Literature DB >> 20004742

Auto/paracrine control of inflammatory cytokines by acetylcholine in macrophage-like U937 cells through nicotinic receptors.

Alexander I Chernyavsky1, Juan Arredondo, Maryna Skok, Sergei A Grando.   

Abstract

Although acetylcholine (ACh) is well known for its neurotransmitter function, recent studies have indicated that it also functions as an immune cytokine that prevents macrophage activation through a 'cholinergic (nicotinic) anti-inflammatory pathway'. In this study, we used the macrophage-like U937 cells to elucidate the mechanisms of the physiologic control of cytokine production by auto/paracrine ACh through the nicotinic class of ACh receptors (nAChRs) expressed in these cells. Stimulation of cells with lipopolysaccharide up-regulated expression of alpha1, alpha4, alpha5, alpha7, alpha10, beta1 and beta3 subunits, down-regulated alpha6 and beta2 subunits, and did not alter the relative quantity of alpha9 and beta4 mRNAs. Distinct nAChR subtypes showed differential regulation of the production of pro- and anti-inflammatory cytokines.
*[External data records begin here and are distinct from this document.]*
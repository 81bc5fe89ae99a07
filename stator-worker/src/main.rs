//! Stator worker
//!
//! HTTP server driving federation objects through their state graphs.
//!
//! # Architecture
//!
//! - POST/GET /.stator/ - Run one scheduling cycle (for cron pingers)
//! - /admin/... - Operator inspection and forced transitions
//! - GET /health, GET /metrics
//!
//! With `STATOR_BACKGROUND_RUNNER=true` (the default) the scheduler loop
//! also runs in-process until shutdown. Any number of workers can share one
//! database; the lease on each entity keeps them from stepping on each
//! other.
//!
//! # Configuration
//!
//! See [`stator_worker::config::WorkerConfig::from_env`].

use stator_core::SystemClock;
use stator_federation::{Collaborators, FederationConfig};
use stator_runtime::StatorService;
use stator_storage::PostgresStorage;
use stator_worker::{
    config::{mask_password, WorkerConfig},
    handler::AppState,
    metrics, router, tracing_config,
};
use std::sync::Arc;
use std::time::Duration;
use tokio::signal;
use tokio::sync::watch;
use tower_http::{limit::RequestBodyLimitLayer, timeout::TimeoutLayer, trace::TraceLayer};
use tracing::{error, info, warn};

/// Bound on one HTTP request; a trigger only waits for claims, not handlers
const REQUEST_TIMEOUT: Duration = Duration::from_secs(60);

/// Admin bodies are small id lists
const MAX_BODY_BYTES: usize = 1024 * 1024;

#[tokio::main]
async fn main() {
    if let Err(e) = tracing_config::init_tracing() {
        eprintln!("Failed to initialize tracing: {}", e);
        std::process::exit(1);
    }

    info!("Starting Stator worker");

    let config = match WorkerConfig::from_env() {
        Ok(cfg) => cfg,
        Err(e) => {
            error!(error = format!("{:#}", e), "Failed to load configuration");
            std::process::exit(1);
        }
    };

    info!(
        database_url = %mask_password(&config.database_url),
        port = config.port,
        worker_id = %config.worker_id,
        concurrency = config.concurrency,
        background_runner = config.background_runner,
        "Configuration loaded"
    );

    metrics::init_metrics();

    let storage = match PostgresStorage::with_pool_config(&config.database_url, config.pool_config())
        .await
    {
        Ok(s) => s,
        Err(e) => {
            error!(error = %e, "Failed to initialize storage");
            std::process::exit(1);
        }
    };

    if let Err(e) = storage.migrate().await {
        error!(error = %e, "Failed to apply migrations");
        std::process::exit(1);
    }

    info!("Storage initialized successfully");

    // No server collaborators are linked into the standalone binary
    warn!("Using dry-run collaborators; handlers only log their side effects");
    let registry = match stator_federation::registry(
        &Collaborators::dry_run(),
        &FederationConfig::default(),
    ) {
        Ok(r) => r,
        Err(e) => {
            error!(error = %e, "Invalid state graphs");
            std::process::exit(1);
        }
    };

    let service = match StatorService::new(
        registry,
        Arc::new(storage),
        Arc::new(SystemClock),
        config.service_config(),
    ) {
        Ok(s) => Arc::new(s),
        Err(e) => {
            error!(error = %e, "Failed to initialize service");
            std::process::exit(1);
        }
    };

    let (shutdown_tx, shutdown_rx) = watch::channel(false);

    let runner = config.background_runner.then(|| {
        let service = service.clone();
        let mut shutdown_rx = shutdown_rx.clone();
        tokio::spawn(async move {
            let summary = service
                .run(async move {
                    let _ = shutdown_rx.wait_for(|stop| *stop).await;
                })
                .await;
            info!(
                cycles = summary.cycles,
                dispatched = summary.dispatched,
                busy = summary.busy,
                failed_cycles = summary.failed_cycles,
                "Background runner stopped"
            );
        })
    });

    let app = router(AppState { service })
        .layer(TraceLayer::new_for_http())
        .layer(TimeoutLayer::new(REQUEST_TIMEOUT))
        .layer(RequestBodyLimitLayer::new(MAX_BODY_BYTES));

    let addr = format!("0.0.0.0:{}", config.port);
    let listener = match tokio::net::TcpListener::bind(&addr).await {
        Ok(l) => l,
        Err(e) => {
            error!(error = %e, address = %addr, "Failed to bind server");
            std::process::exit(1);
        }
    };

    info!(address = %addr, "Server listening");

    let serve = axum::serve(listener, app).with_graceful_shutdown(async move {
        shutdown_signal().await;
        let _ = shutdown_tx.send(true);
    });
    if let Err(e) = serve.await {
        error!(error = %e, "Server error");
        std::process::exit(1);
    }

    if let Some(runner) = runner {
        if let Err(e) = runner.await {
            error!(error = %e, "Background runner panicked");
        }
    }

    info!("Worker shut down gracefully");
}

/// Waits for SIGTERM or Ctrl-C
async fn shutdown_signal() {
    let ctrl_c = async {
        if let Err(e) = signal::ctrl_c().await {
            error!(error = %e, "Failed to listen for Ctrl-C");
            std::future::pending::<()>().await;
        }
    };

    #[cfg(unix)]
    let terminate = async {
        match signal::unix::signal(signal::unix::SignalKind::terminate()) {
            Ok(mut sigterm) => {
                sigterm.recv().await;
            }
            Err(e) => {
                error!(error = %e, "Failed to install SIGTERM handler");
                std::future::pending::<()>().await;
            }
        }
    };

    #[cfg(not(unix))]
    let terminate = std::future::pending::<()>();

    tokio::select! {
        _ = ctrl_c => {
            info!("Received Ctrl-C, shutting down");
        }
        _ = terminate => {
            info!("Received SIGTERM, shutting down");
        }
    }
}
While inhibition of the expression of the TNF-alpha gene was mediated predominantly by the alpha-bungarotoxin sensitive nAChRs, that of the IL-6 and IL-18 genes-by the mecamylamine-sensitive nAChRs. Both the Mec- and alphaBtx-sensitive nAChRs regulated expression of the IL-1beta gene equally efficiently. Upregulation of IL-10 production by auto/paracrine ACh was mediated predominantly through alpha7 nAChR. These findings offer a new insight on how nicotinic agonists control inflammation, thus laying a groundwork for the development of novel immunomodulatory therapies based on the nAChR subtype selectivity of nicotinic agonists. Copyright 2009 Elsevier B.V. All rights reserved.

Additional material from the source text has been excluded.